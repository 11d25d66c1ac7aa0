//! End-to-end attach tests: a real agent dialing a real attach server

use std::sync::Arc;
use std::time::Duration;

use tokio::io::{AsyncReadExt, AsyncWriteExt};
use tokio::sync::mpsc;
use tokio_util::sync::CancellationToken;

use portlayer_attach::{AttachServer, SharedInteractor};
use tether_agent::Tether;
use tether_core::config::{AgentConfig, AttachConfig, BackoffConfig, Cmd, ExecutorConfig, SessionConfig};
use tether_core::ContainerId;
use tether_protocol::WindowSize;

const WAIT: Duration = Duration::from_secs(10);

struct Harness {
    server: AttachServer,
    tether: Arc<Tether>,
    cancel: CancellationToken,
    agent: Option<tokio::task::JoinHandle<()>>,
}

impl Harness {
    async fn new(sessions: Vec<SessionConfig>) -> Self {
        let server = AttachServer::new(AttachConfig {
            port: 0,
            ..Default::default()
        });
        server.start(false).await.unwrap();
        let url = server.url().await.unwrap();

        let config = AgentConfig {
            controller_address: url.trim_start_matches("tcp://").to_string(),
            container_id_path: "/nonexistent/container-id".into(),
            backoff: BackoffConfig {
                initial: Duration::from_millis(50),
                max: Duration::from_millis(200),
                ..Default::default()
            },
            ..Default::default()
        };

        let mut executor = ExecutorConfig {
            id: "c1".into(),
            ..Default::default()
        };
        for session in sessions {
            executor.sessions.insert(session.id.clone(), session);
        }
        executor.validate().unwrap();

        let tether = Arc::new(Tether::new(config, executor));
        tether.start().await.unwrap();

        Self {
            server,
            tether,
            cancel: CancellationToken::new(),
            agent: None,
        }
    }

    fn connect_agent(&mut self) {
        let backchannel = self.tether.backchannel_with_key().unwrap();
        let cancel = self.cancel.clone();
        let (_forks, forks) = mpsc::channel(1);
        self.agent = Some(tokio::spawn(async move {
            backchannel.run(cancel, forks).await
        }));
    }

    async fn get(&self, id: &str) -> SharedInteractor {
        self.server
            .get(&CancellationToken::new(), &ContainerId::new(id), WAIT)
            .await
            .unwrap()
    }

    async fn shutdown(mut self) {
        self.cancel.cancel();
        if let Some(agent) = self.agent.take() {
            let _ = agent.await;
        }
        self.tether.stop().await;
        self.server.stop().await;
    }
}

fn session(id: &str, script: &str) -> SessionConfig {
    SessionConfig {
        id: id.into(),
        cmd: Cmd::new("/bin/sh", ["sh", "-c", script]),
        attach: true,
        ..Default::default()
    }
}

async fn read_all(interactor: &SharedInteractor) -> String {
    let mut out = Vec::new();
    tokio::time::timeout(WAIT, interactor.stdout().read_to_end(&mut out))
        .await
        .unwrap()
        .unwrap();
    String::from_utf8(out).unwrap()
}

async fn read_until(interactor: &SharedInteractor, needle: &str) -> String {
    let mut stdout = interactor.stdout();
    let mut seen = Vec::new();
    tokio::time::timeout(WAIT, async {
        let mut buf = [0u8; 1024];
        while !String::from_utf8_lossy(&seen).contains(needle) {
            let n = stdout.read(&mut buf).await.unwrap();
            if n == 0 {
                break;
            }
            seen.extend_from_slice(&buf[..n]);
        }
    })
    .await
    .unwrap();
    String::from_utf8_lossy(&seen).into_owned()
}

#[tokio::test(flavor = "multi_thread", worker_threads = 4)]
async fn test_attach_echo() {
    let mut harness = Harness::new(vec![session("c1", "echo hi")]).await;
    harness.connect_agent();

    let interactor = harness.get("c1").await;
    assert_eq!(read_all(&interactor).await, "hi\n");
    assert_eq!(
        tokio::time::timeout(WAIT, interactor.exit_status()).await.unwrap().unwrap(),
        0
    );

    harness.shutdown().await;
}

#[tokio::test(flavor = "multi_thread", worker_threads = 4)]
async fn test_run_block_holds_until_attached() {
    let mut blocked = session("c1", "echo ready");
    blocked.run_block = true;
    let mut harness = Harness::new(vec![blocked]).await;
    harness.connect_agent();

    tokio::time::sleep(Duration::from_millis(200)).await;
    let session = harness.tether.process().session("c1").unwrap();
    assert!(session.pid().is_none());
    assert!(!session.is_finished());

    let interactor = harness.get("c1").await;
    assert_eq!(read_all(&interactor).await, "ready\n");
    assert_eq!(
        tokio::time::timeout(WAIT, interactor.exit_status()).await.unwrap().unwrap(),
        0
    );

    harness.shutdown().await;
}

#[tokio::test(flavor = "multi_thread", worker_threads = 4)]
async fn test_concurrent_callers_share_one_interaction() {
    let mut blocked = session("c1", "echo ready");
    blocked.run_block = true;
    let mut harness = Harness::new(vec![blocked]).await;
    let connector = harness.server.connector().await.unwrap();

    let mut callers = Vec::new();
    for _ in 0..500 {
        let connector = connector.clone();
        callers.push(tokio::spawn(async move {
            connector
                .interaction_within(&CancellationToken::new(), &ContainerId::new("c1"), WAIT)
                .await
                .unwrap()
        }));
    }
    // Let every caller join the pending wait before the agent shows up
    tokio::time::sleep(Duration::from_millis(200)).await;
    harness.connect_agent();

    let mut interactors = Vec::new();
    for caller in callers {
        interactors.push(caller.await.unwrap());
    }
    let first = &interactors[0];
    assert!(interactors.iter().all(|i| Arc::ptr_eq(i, first)));
    assert_eq!(harness.tether.interaction().unblock_count(), 1);

    harness.shutdown().await;
}

#[tokio::test(flavor = "multi_thread", worker_threads = 4)]
async fn test_pty_resize_reaches_child() {
    let mut tty = session("c1", "read line; stty size");
    tty.tty = true;
    tty.open_stdin = true;
    tty.run_block = true;
    let mut harness = Harness::new(vec![tty]).await;
    harness.connect_agent();

    let interactor = harness.get("c1").await;
    interactor.resize(WindowSize::new(80, 24)).await.unwrap();
    interactor.resize(WindowSize::new(132, 50)).await.unwrap();

    let mut stdin = interactor.stdin();
    stdin.write_all(b"\n").await.unwrap();
    stdin.flush().await.unwrap();

    assert!(read_until(&interactor, "50 132").await.contains("50 132"));
    harness.shutdown().await;
}

#[tokio::test(flavor = "multi_thread", worker_threads = 4)]
async fn test_empty_window_size_on_tty() {
    let mut tty = session("c1", "read line; stty size");
    tty.tty = true;
    tty.open_stdin = true;
    tty.run_block = true;
    let mut harness = Harness::new(vec![tty]).await;
    harness.connect_agent();

    let interactor = harness.get("c1").await;
    interactor.resize(WindowSize::new(0, 0)).await.unwrap();
    interactor.resize(WindowSize::new(120, 0)).await.unwrap();

    let mut stdin = interactor.stdin();
    stdin.write_all(b"\n").await.unwrap();
    stdin.flush().await.unwrap();

    assert!(read_until(&interactor, "24 80").await.contains("24 80"));
    harness.shutdown().await;
}

#[tokio::test(flavor = "multi_thread", worker_threads = 4)]
async fn test_stdin_written_right_after_attach() {
    let mut cat = session("c1", "cat");
    cat.open_stdin = true;
    cat.run_block = true;
    let mut harness = Harness::new(vec![cat]).await;
    harness.connect_agent();

    let interactor = harness.get("c1").await;
    let mut stdin = interactor.stdin();
    stdin.write_all(b"hello\n").await.unwrap();
    stdin.flush().await.unwrap();
    interactor.close_stdin().await.unwrap();

    assert_eq!(read_all(&interactor).await, "hello\n");
    assert_eq!(
        tokio::time::timeout(WAIT, interactor.exit_status()).await.unwrap().unwrap(),
        0
    );
    harness.shutdown().await;
}

#[tokio::test(flavor = "multi_thread", worker_threads = 4)]
async fn test_close_stdin_before_launch() {
    let mut cat = session("c1", "cat");
    cat.open_stdin = true;
    cat.run_block = true;
    let mut harness = Harness::new(vec![cat]).await;
    harness.connect_agent();

    // Held by run_block, so the close has no child to reach yet
    let session = harness.tether.process().session("c1").unwrap();
    assert!(session.pid().is_none());
    session.close_stdin();

    let interactor = harness.get("c1").await;
    assert_eq!(read_all(&interactor).await, "");
    assert_eq!(
        tokio::time::timeout(WAIT, interactor.exit_status()).await.unwrap().unwrap(),
        0
    );
    harness.shutdown().await;
}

What is being asked
Your task is to find each line in the entries that contains the string "forks" and copy it.

Answer to this problem
        let (_forks, forks) = mpsc::channel(1);
            backchannel.run(cancel, forks).await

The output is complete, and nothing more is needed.